Yongqi tak dapat menangani situasi ini lagi. Diam-diam dia menyelinap pergi mencari Qianlong. (Iya Pangeran Kelima, lekas panggil ayahmu kemari! Ibu tiri sedang berulah!)

Kaisar tiba terburu-buru di Paviliun Shuofang bersama Selir Ling. Dilihatnya Permaisuri berdiri tegak sambil menahan amarah. Xiao Yanzi bertengger di atas sambil memeluk pilar erat-erat. Sementara sekelompok pengawal berjaga di bawah pilar, kehabisan akal menghadapi sang Tuan Putri.

Semua orang terkejut melihat kedatangan Kaisar dan membungkuk memberi hormat. “Hidup Paduka Kaisar!”

Melihat Qianlong, Xiao Yanzi seperti bertemu juruselamatnya.

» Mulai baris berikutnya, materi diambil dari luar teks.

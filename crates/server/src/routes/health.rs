//! Health, readiness and metrics endpoints

use crate::metrics::CONTENT_TYPE;
use crate::state::AppState;
use axum::extract::State;
use axum::http::{header, StatusCode};
use axum::response::{IntoResponse, Response};
use axum::Json;
use hookgate_resilience::with_timeout;
use serde_json::json;

pub async fn health(State(state): State<AppState>) -> Json<serde_json::Value> {
    Json(json!({
        "status": "ok",
        "version": env!("CARGO_PKG_VERSION"),
        "uptime_secs": state.started.elapsed().as_secs(),
    }))
}

pub async fn live() -> Json<serde_json::Value> {
    Json(json!({ "status": "alive" }))
}

/// Pings the store, bounded by the configured readiness timeout
pub async fn ready(State(state): State<AppState>) -> Response {
    let outcome = with_timeout(state.readiness_timeout, state.orchestrator.gate().ping()).await;

    let failure = match outcome {
        Ok(Ok(())) => None,
        Ok(Err(e)) => Some(e.to_string()),
        Err(e) => Some(e.to_string()),
    };

    match failure {
        None => {
            state.metrics.set_db_connected(true);
            (
                StatusCode::OK,
                Json(json!({ "status": "ready", "database": "connected" })),
            )
                .into_response()
        }
        Some(reason) => {
            state.metrics.set_db_connected(false);
            log::warn!("Readiness check failed: {}", reason);
            (
                StatusCode::SERVICE_UNAVAILABLE,
                Json(json!({ "status": "not ready", "database": "disconnected" })),
            )
                .into_response()
        }
    }
}

pub async fn metrics(State(state): State<AppState>) -> Response {
    match state.metrics.render() {
        Ok(body) => ([(header::CONTENT_TYPE, CONTENT_TYPE)], body).into_response(),
        Err(e) => {
            log::error!("Failed to encode metrics: {}", e);
            StatusCode::INTERNAL_SERVER_ERROR.into_response()
        }
    }
}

Dia berteriak dari atas pilar, “Huang Ama! Cepat tolong aku! Di bawah sana ada sekelompok orang yang mau membunuhku!”

Qianlong berseru kepada Xiao Yanzi, “Perbuatan macam apa ini? Lekas turun!”

“Aku tidak mau turun kalau Huang Ama tidak menjamin kepalaku tak akan hilang!”

“Kehilangan kepala apa maksudmu? Aku berjanji, tak ada seorang pun yang akan melukaimu!”

“Huang Ama juga harus berjanji tidak akan menghukumku!” Xiao Yanzi nekat tawar-menawar dengan Kaisar.

Permaisuri langsung menghampiri Qianlong. “Yang Mulia! Anda tidak boleh terus-terusan memanjakan Xiao Yanzi! Dia sungguh tak tahu aturan, tak punya sopan santun, juga tak punya etika dan pendidikan! Hari ini dia telah berkata lancang padaku. Jadi aku memerintahkan Bibi Rong untuk memberinya sedikit pelajaran. Tapi dia malah memukul , berbuat onar dan naik ke atas pilar…”

Qianlong menengadah melihat Xiao Yanzi yang tubuhnya telah bergoyang-goyang karena tidak kuat lagi memeluk pilar. “Yongqi, Ertai! Lekas naik dan bawa dia turun!”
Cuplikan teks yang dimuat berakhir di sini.